(Data excerpts)
--------------------------------
//! `xmlconf show`: print sections, keys and tables.
//!
//! Keys the schema flags as hidden or advanced-only are skipped unless
//! `--all` is given. Scalar values carry their documented unit.

use console::style;

use crate::cli::ShowArgs;
use crate::error::XmlConfError;
use crate::store::XmlConfig;
use crate::tree::{NodeId, NodeKind};

pub fn execute(args: &ShowArgs) -> Result<(), XmlConfError> {
    let config = super::open(&args.target)?;
    let mut out = String::new();
    for section in config.get_sections() {
        if is_hidden(&config, config.get_name(section), args.all) {
            continue;
        }
        out.push_str(&format!("{}\n", style(config.get_name(section)).bold()));
        for key in config.get_keys(section) {
            render(&config, key, 1, args.all, &mut out)?;
        }
    }
    print!("{out}");
    Ok(())
}

fn is_hidden(config: &XmlConfig, name: &str, all: bool) -> bool {
    let schema = config.schema();
    schema.do_hide_adv(name, all) || (!all && schema.do_hide(name))
}

fn render(
    config: &XmlConfig,
    id: NodeId,
    depth: usize,
    all: bool,
    out: &mut String,
) -> Result<(), XmlConfError> {
    let name = config.get_name(id);
    if is_hidden(config, name, all) {
        return Ok(());
    }
    let indent = "  ".repeat(depth);
    let attributes = attribute_list(config.get_element_content(id));

    match config.document().kind(id) {
        NodeKind::Table => {
            let rows = config.get_table_elements(id);
            out.push_str(&format!(
                "{indent}{}{attributes} {}\n",
                style(name).cyan(),
                style(format!("({} entries)", rows.len())).dim()
            ));
            for row in rows {
                render(config, row, depth + 1, all, out)?;
            }
        }
        NodeKind::Row => {
            out.push_str(&format!("{indent}{name}{attributes}\n"));
        }
        _ => {
            let value = config.get_value(id)?.unwrap_or_default();
            let unit = config
                .schema()
                .get_unit(name, None)
                .map(|unit| format!(" {}", style(unit).dim()))
                .unwrap_or_default();
            out.push_str(&format!("{indent}{name}{attributes} = {value}{unit}\n"));
        }
    }
    Ok(())
}

fn attribute_list(attributes: &[(String, String)]) -> String {
    attributes
        .iter()
        .map(|(k, v)| format!(" {k}={v}"))
        .collect()
}

#[cfg(test)]
mod tests {
    use super::*;

    #[test]
    fn attributes_render_inline() {
        let attrs = vec![("id".to_string(), "1".to_string()), ("gw".to_string(), "0".to_string())];
        assert_eq!(attribute_list(&attrs), " id=1 gw=0");
        assert_eq!(attribute_list(&[]), "");
    }
}
fn check_facet(facet: &str, bound: &str, value: &str) -> Result<(), String> {
    let trimmed = value.trim();
    let number = trimmed.parse::<f64>().ok();
    let limit = bound.trim().parse::<f64>().ok();
    let count = bound.trim().parse::<usize>().ok();

    let ok = match (facet, number, limit, count) {
        ("minInclusive", Some(v), Some(l), _) => v >= l,
        ("maxInclusive", Some(v), Some(l), _) => v <= l,
        ("minExclusive", Some(v), Some(l), _) => v > l,
        ("maxExclusive", Some(v), Some(l), _) => v < l,
        ("length", _, _, Some(n)) => value.chars().count() == n,
        ("minLength", _, _, Some(n)) => value.chars().count() >= n,
        ("maxLength", _, _, Some(n)) => value.chars().count() <= n,
        ("totalDigits", _, _, Some(n)) => total_digits(trimmed) <= n,
        ("fractionDigits", _, _, Some(n)) => fraction_digits(trimmed) <= n,
        _ => true,
    };
    if ok {
        Ok(())
    } else {
        Err(format!("'{value}' violates the facet '{facet}' with value '{bound}'"))
    }
}

fn pattern_matches(pattern: &str, value: &str) -> bool {
    match Regex::new(&format!("^(?:{pattern})$")) {
        Ok(re) => re.is_match(value),
        Err(err) => {
            tracing::debug!(pattern, error = %err, "ignoring unsupported schema pattern");
            true
        }
    }
}

fn check_builtin(name: &str, value: &str) -> Result<(), String> {
    let v = value.trim();
    let valid = if let Some((min, max)) = integer_bounds(name) {
        v.parse::<i128>()
            .is_ok_and(|n| min.map_or(true, |m| m <= n) && max.map_or(true, |m| n <= m))
    } else {
        match name {
            "boolean" => matches!(v, "true" | "false" | "1" | "0"),
            "decimal" => is_decimal(v),
            "float" | "double" => is_float(v),
            _ => true,
        }
    };
    if valid {
        Ok(())
    } else {
        Err(format!("'{value}' is not a valid value of the atomic type '{name}'"))
    }
}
--------------------------------
» **WHAT THE TASK REQUIRES**
What is needed here is an exact transcription of the records above.

» **EXPECTED ANSWER**
//! `xmlconf show`: print sections, keys and tables.
//!
//! Keys the schema flags as hidden or advanced-only are skipped unless
//! `--all` is given. Scalar values carry their documented unit.

use console::style;

use crate::cli::ShowArgs;
use crate::error::XmlConfError;
use crate::store::XmlConfig;
use crate::tree::{NodeId, NodeKind};

pub fn execute(args: &ShowArgs) -> Result<(), XmlConfError> {
    let config = super::open(&args.target)?;
    let mut out = String::new();
    for section in config.get_sections() {
        if is_hidden(&config, config.get_name(section), args.all) {
            continue;
        }
        out.push_str(&format!("{}\n", style(config.get_name(section)).bold()));
        for key in config.get_keys(section) {
            render(&config, key, 1, args.all, &mut out)?;
        }
    }
    print!("{out}");
    Ok(())
}

fn is_hidden(config: &XmlConfig, name: &str, all: bool) -> bool {
    let schema = config.schema();
    schema.do_hide_adv(name, all) || (!all && schema.do_hide(name))
}

fn render(
    config: &XmlConfig,
    id: NodeId,
    depth: usize,
    all: bool,
    out: &mut String,
) -> Result<(), XmlConfError> {
    let name = config.get_name(id);
    if is_hidden(config, name, all) {
        return Ok(());
    }
    let indent = "  ".repeat(depth);
    let attributes = attribute_list(config.get_element_content(id));

    match config.document().kind(id) {
        NodeKind::Table => {
            let rows = config.get_table_elements(id);
            out.push_str(&format!(
                "{indent}{}{attributes} {}\n",
                style(name).cyan(),
                style(format!("({} entries)", rows.len())).dim()
            ));
            for row in rows {
                render(config, row, depth + 1, all, out)?;
            }
        }
        NodeKind::Row => {
            out.push_str(&format!("{indent}{name}{attributes}\n"));
        }
        _ => {
            let value = config.get_value(id)?.unwrap_or_default();
            let unit = config
                .schema()
                .get_unit(name, None)
                .map(|unit| format!(" {}", style(unit).dim()))
                .unwrap_or_default();
            out.push_str(&format!("{indent}{name}{attributes} = {value}{unit}\n"));
        }
    }
    Ok(())
}

fn attribute_list(attributes: &[(String, String)]) -> String {
    attributes
        .iter()
        .map(|(k, v)| format!(" {k}={v}"))
        .collect()
}

#[cfg(test)]
mod tests {
    use super::*;

    #[test]
    fn attributes_render_inline() {
        let attrs = vec![("id".to_string(), "1".to_string()), ("gw".to_string(), "0".to_string())];
        assert_eq!(attribute_list(&attrs), " id=1 gw=0");
        assert_eq!(attribute_list(&[]), "");
    }
}
fn check_facet(facet: &str, bound: &str, value: &str) -> Result<(), String> {
    let trimmed = value.trim();
    let number = trimmed.parse::<f64>().ok();
    let limit = bound.trim().parse::<f64>().ok();
    let count = bound.trim().parse::<usize>().ok();

    let ok = match (facet, number, limit, count) {
        ("minInclusive", Some(v), Some(l), _) => v >= l,
        ("maxInclusive", Some(v), Some(l), _) => v <= l,
        ("minExclusive", Some(v), Some(l), _) => v > l,
        ("maxExclusive", Some(v), Some(l), _) => v < l,
        ("length", _, _, Some(n)) => value.chars().count() == n,
        ("minLength", _, _, Some(n)) => value.chars().count() >= n,
        ("maxLength", _, _, Some(n)) => value.chars().count() <= n,
        ("totalDigits", _, _, Some(n)) => total_digits(trimmed) <= n,
        ("fractionDigits", _, _, Some(n)) => fraction_digits(trimmed) <= n,
        _ => true,
    };
    if ok {
        Ok(())
    } else {
        Err(format!("'{value}' violates the facet '{facet}' with value '{bound}'"))
    }
}

fn pattern_matches(pattern: &str, value: &str) -> bool {
    match Regex::new(&format!("^(?:{pattern})$")) {
        Ok(re) => re.is_match(value),
        Err(err) => {
            tracing::debug!(pattern, error = %err, "ignoring unsupported schema pattern");
            true
        }
    }
}

fn check_builtin(name: &str, value: &str) -> Result<(), String> {
    let v = value.trim();
    let valid = if let Some((min, max)) = integer_bounds(name) {
        v.parse::<i128>()
            .is_ok_and(|n| min.map_or(true, |m| m <= n) && max.map_or(true, |m| n <= m))
    } else {
        match name {
            "boolean" => matches!(v, "true" | "false" | "1" | "0"),
            "decimal" => is_decimal(v),
            "float" | "double" => is_float(v),
            _ => true,
        }
    };
    if valid {
        Ok(())
    } else {
        Err(format!("'{value}' is not a valid value of the atomic type '{name}'"))
    }
}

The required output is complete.